First off, sorry for creating this issue, I should have really posted this on StackOverflow instead. I was so puzzled by this strange behavior with different tuple sizes that I jumped to conclusions, convincing myself that this has to be some weird stream fusion related bug. Thank you for taking the time to give some helpful pointers regardless.

I spent the entire day trying to figure this out and I think I finally got it. I will describe my findings here in case anyone with a similar problem finds this.

It turns out that just like @lehins suspected, this has nothing to do with vector. It also turns out that it has nothing to do with tuples, or even sequences at all. The issue can already be reproduced with a function as simple as this.

ten :: Int -> Double
ten = go 0 0 0 0 0 0 0 0 0 0 where
    go a b c d e f g h i j 0 = a + b + c + d + e + f + g + h + i + j
    go a b c d e f g h i j k = go (a + 1) (b + 1) (c + 1) (d + 1) (e + 1) (f + 1) (g + 1) (h + 1) (i + 1) (j + 1) (k - 1)

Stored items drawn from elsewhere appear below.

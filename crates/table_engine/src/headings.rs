//! Moving the heading row and column boundaries
//!
//! A cell may not straddle a heading boundary, so cells crossing the new
//! boundary are cut in two before the count is written.

use crate::common::{ensure_table, update_numeric_attribute};
use crate::geometry::{column_count, horizontally_overlapping_cells, row_count, vertically_overlapping_cells};
use crate::split::{split_horizontally, split_vertically};
use crate::{Result, TableError};
use doc_model::{AttributeKey, NodeId, Writer};
use tracing::debug;

/// Make the first `count` rows heading rows
pub fn set_heading_rows(writer: &mut Writer<'_>, table: NodeId, count: usize) -> Result<()> {
    ensure_table(writer.tree(), table)?;
    let rows = row_count(writer.tree(), table);
    if count > rows {
        return Err(TableError::RowOutOfRange {
            operation: "set_heading_rows",
            index: count,
            rows,
        });
    }
    let current = writer.tree().get_table(table).map_or(0, |t| t.heading_rows()) as usize;
    debug!(table = %table, from = current, to = count, "Setting heading rows");

    if count > 0 {
        // Cells above the old boundary were already cut there
        let start_row = if count > current { current } else { 0 };
        let overlapping = vertically_overlapping_cells(writer.tree(), table, count, start_row);
        for slot in overlapping {
            split_horizontally(writer, slot.cell, count)?;
        }
    }
    update_numeric_attribute(writer, table, AttributeKey::HeadingRows, count as u32)
}

/// Make the first `count` columns heading columns
pub fn set_heading_columns(writer: &mut Writer<'_>, table: NodeId, count: usize) -> Result<()> {
    ensure_table(writer.tree(), table)?;
    let columns = column_count(writer.tree(), table);
    if count > columns {
        return Err(TableError::ColumnOutOfRange {
            operation: "set_heading_columns",
            index: count,
            columns,
        });
    }
    debug!(table = %table, to = count, "Setting heading columns");

    if count > 0 {
        let overlapping = horizontally_overlapping_cells(writer.tree(), table, count);
        for slot in overlapping {
            split_vertically(writer, slot.cell, slot.column, count)?;
        }
    }
    update_numeric_attribute(writer, table, AttributeKey::HeadingColumns, count as u32)
}
//! The only mutation surface of a [`DocumentTree`]
//!
//! Every structural edit validates against the node schema, keeps parent links
//! consistent, and appends a [`Change`] to the tree's change log. Descendants
//! of an inserted or removed subtree are not recorded separately.

use crate::{
    AttributeKey, AttributeValue, Change, DocModelError, DocumentTree, Element, NodeFragment,
    NodeId, Result,
};

/// Mutating handle over a document tree
#[derive(Debug)]
pub struct Writer<'a> {
    tree: &'a mut DocumentTree,
}

impl<'a> Writer<'a> {
    pub fn new(tree: &'a mut DocumentTree) -> Self {
        Self { tree }
    }

    /// Read access to the tree being edited
    pub fn tree(&self) -> &DocumentTree {
        self.tree
    }

    /// Changes recorded in the current batch
    pub fn changes(&self) -> &[Change] {
        self.tree.differ().changes()
    }

    // =========================================================================
    // Insertion
    // =========================================================================

    /// Insert a single childless node. `None` appends at the end.
    pub fn insert(
        &mut self,
        element: impl Into<Element>,
        parent: NodeId,
        index: Option<usize>,
    ) -> Result<NodeId> {
        let element = element.into().detached();
        let node_type = element.node_type();
        let (id, index) = self.attach(element, parent, index)?;
        self.tree.differ_mut().record(Change::Insert {
            node: id,
            node_type,
            parent,
            index,
        });
        Ok(id)
    }

    /// Insert a whole fragment; every node gets a fresh id
    pub fn insert_fragment(
        &mut self,
        fragment: &NodeFragment,
        parent: NodeId,
        index: Option<usize>,
    ) -> Result<NodeId> {
        let node_type = fragment.node_type();
        let id = self.attach_fragment(fragment, parent, index)?;
        let index = self.tree.index_in_parent(id).unwrap_or_default();
        self.tree.differ_mut().record(Change::Insert {
            node: id,
            node_type,
            parent,
            index,
        });
        Ok(id)
    }

    /// Deep-copy an existing subtree to a new position
    pub fn clone_subtree(
        &mut self,
        source: NodeId,
        parent: NodeId,
        index: Option<usize>,
    ) -> Result<NodeId> {
        let fragment = self
            .tree
            .snapshot(source)
            .ok_or(DocModelError::NodeNotFound(source.as_uuid()))?;
        self.insert_fragment(&fragment, parent, index)
    }

    fn attach_fragment(
        &mut self,
        fragment: &NodeFragment,
        parent: NodeId,
        index: Option<usize>,
    ) -> Result<NodeId> {
        let (id, _) = self.attach(fragment.element.detached(), parent, index)?;
        for child in &fragment.children {
            self.attach_fragment(child, id, None)?;
        }
        Ok(id)
    }

    /// Validate, store, and link a detached element
    fn attach(
        &mut self,
        mut element: Element,
        parent: NodeId,
        index: Option<usize>,
    ) -> Result<(NodeId, usize)> {
        let parent_type = self
            .tree
            .node_type(parent)
            .ok_or(DocModelError::NodeNotFound(parent.as_uuid()))?;
        let node_type = element.node_type();
        if !parent_type.accepts(node_type) {
            return Err(DocModelError::InvalidChild {
                parent: parent_type,
                child: node_type,
            });
        }
        let len = self.tree.children_of(parent).len();
        let index = checked_index(parent, index, len)?;

        let id = element.id();
        set_element_parent(&mut element, parent);
        self.tree.store(element);
        if let Some(children) = self.tree.children_mut(parent) {
            children.insert(index, id);
        }
        Ok((id, index))
    }

    // =========================================================================
    // Removal and Movement
    // =========================================================================

    /// Remove a node together with its subtree
    pub fn remove(&mut self, id: NodeId) -> Result<()> {
        let (parent, index) = self.detach(id)?;
        let node_type = self
            .tree
            .node_type(id)
            .ok_or(DocModelError::NodeNotFound(id.as_uuid()))?;
        self.tree.purge(id);
        self.tree.differ_mut().record(Change::Remove {
            node: id,
            node_type,
            parent,
            index,
        });
        Ok(())
    }

    /// Remove every child of a node
    pub fn remove_children(&mut self, id: NodeId) -> Result<()> {
        for child in self.tree.children_of(id).to_vec() {
            self.remove(child)?;
        }
        Ok(())
    }

    /// Move a node (with its subtree) under a new parent. `None` appends.
    pub fn move_node(&mut self, id: NodeId, parent: NodeId, index: Option<usize>) -> Result<()> {
        let node_type = self
            .tree
            .node_type(id)
            .ok_or(DocModelError::NodeNotFound(id.as_uuid()))?;
        let parent_type = self
            .tree
            .node_type(parent)
            .ok_or(DocModelError::NodeNotFound(parent.as_uuid()))?;
        if self.tree.is_ancestor_or_self(id, parent) {
            return Err(DocModelError::CyclicMove(id.as_uuid()));
        }
        if !parent_type.accepts(node_type) {
            return Err(DocModelError::InvalidChild {
                parent: parent_type,
                child: node_type,
            });
        }
        let old_parent = self
            .tree
            .parent_of(id)
            .ok_or(DocModelError::NotAttached(id.as_uuid()))?;
        let mut len = self.tree.children_of(parent).len();
        if old_parent == parent {
            len -= 1;
        }
        let index = checked_index(parent, index, len)?;

        let (old_parent, old_index) = self.detach(id)?;
        self.tree.differ_mut().record(Change::Remove {
            node: id,
            node_type,
            parent: old_parent,
            index: old_index,
        });

        if let Some(children) = self.tree.children_mut(parent) {
            children.insert(index, id);
        }
        if let Some(node) = self.tree.node_mut(id) {
            node.set_parent(Some(parent));
        }
        self.tree.differ_mut().record(Change::Insert {
            node: id,
            node_type,
            parent,
            index,
        });
        Ok(())
    }

    /// Move all children of `from` to the end of `to`, keeping their order
    pub fn move_children(&mut self, from: NodeId, to: NodeId) -> Result<()> {
        for child in self.tree.children_of(from).to_vec() {
            self.move_node(child, to, None)?;
        }
        Ok(())
    }

    /// Put `node` inside a new `wrapper` that takes its place
    pub fn wrap(&mut self, node: NodeId, wrapper: impl Into<Element>) -> Result<NodeId> {
        let parent = self
            .tree
            .parent_of(node)
            .ok_or(DocModelError::NotAttached(node.as_uuid()))?;
        let index = self
            .tree
            .index_in_parent(node)
            .ok_or(DocModelError::NotAttached(node.as_uuid()))?;
        let wrapper = self.insert(wrapper, parent, Some(index))?;
        self.move_node(node, wrapper, None)?;
        Ok(wrapper)
    }

    /// Unlink a node from its parent without touching storage
    fn detach(&mut self, id: NodeId) -> Result<(NodeId, usize)> {
        if !self.tree.contains(id) {
            return Err(DocModelError::NodeNotFound(id.as_uuid()));
        }
        let parent = self
            .tree
            .parent_of(id)
            .ok_or(DocModelError::NotAttached(id.as_uuid()))?;
        let index = self
            .tree
            .index_in_parent(id)
            .ok_or(DocModelError::NotAttached(id.as_uuid()))?;
        if let Some(children) = self.tree.children_mut(parent) {
            children.remove(index);
        }
        if let Some(node) = self.tree.node_mut(id) {
            node.set_parent(None);
        }
        Ok((parent, index))
    }

    // =========================================================================
    // Attributes
    // =========================================================================

    /// Write an attribute. Writing the implicit default removes it.
    pub fn set_attribute(
        &mut self,
        id: NodeId,
        key: AttributeKey,
        value: impl Into<AttributeValue>,
    ) -> Result<()> {
        self.write_attribute(id, key, Some(value.into()))
    }

    pub fn remove_attribute(&mut self, id: NodeId, key: AttributeKey) -> Result<()> {
        self.write_attribute(id, key, None)
    }

    fn write_attribute(
        &mut self,
        id: NodeId,
        key: AttributeKey,
        value: Option<AttributeValue>,
    ) -> Result<()> {
        let node = self
            .tree
            .node_mut(id)
            .ok_or(DocModelError::NodeNotFound(id.as_uuid()))?;
        let node_type = node.node_type();
        let old = node.attribute(key);
        node.set_attribute(key, value)?;
        let new = node.attribute(key);
        if old != new {
            self.tree.differ_mut().record(Change::Attribute {
                node: id,
                node_type,
                key,
                old,
                new,
            });
        }
        Ok(())
    }
}

fn checked_index(parent: NodeId, index: Option<usize>, len: usize) -> Result<usize> {
    match index {
        None => Ok(len),
        Some(i) if i <= len => Ok(i),
        Some(i) => Err(DocModelError::InvalidIndex {
            parent: parent.as_uuid(),
            index: i,
            len,
        }),
    }
}

fn set_element_parent(element: &mut Element, parent: NodeId) {
    let parent = Some(parent);
    match element {
        Element::Table(n) => n.parent = parent,
        Element::TableRow(n) => n.parent = parent,
        Element::TableCell(n) => n.parent = parent,
        Element::TableCaption(n) => n.parent = parent,
        Element::TableColumnGroup(n) => n.parent = parent,
        Element::TableColumn(n) => n.parent = parent,
        Element::Paragraph(n) => n.parent = parent,
        Element::Run(n) => n.parent = parent,
    }
}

Apparently, ghc has a limit on the number of arguments for worker functions which enable dealing with unboxed values. It the number of arguments exceeds that limit, no worker is created and boxed values are used. This can be configured with the option -fmax-worker-args (https://downloads.haskell.org/ghc/latest/docs/users_guide/using-optimisation.html#ghc-flag--fmax-worker-args=%E2%9F%A8n%E2%9F%A9). With this set to 16 (instead of the default 10), no heap allocation takes place and everything is very fast. No strictness annotations are required for tuple items either, ghc can apparently figure it all out on its own.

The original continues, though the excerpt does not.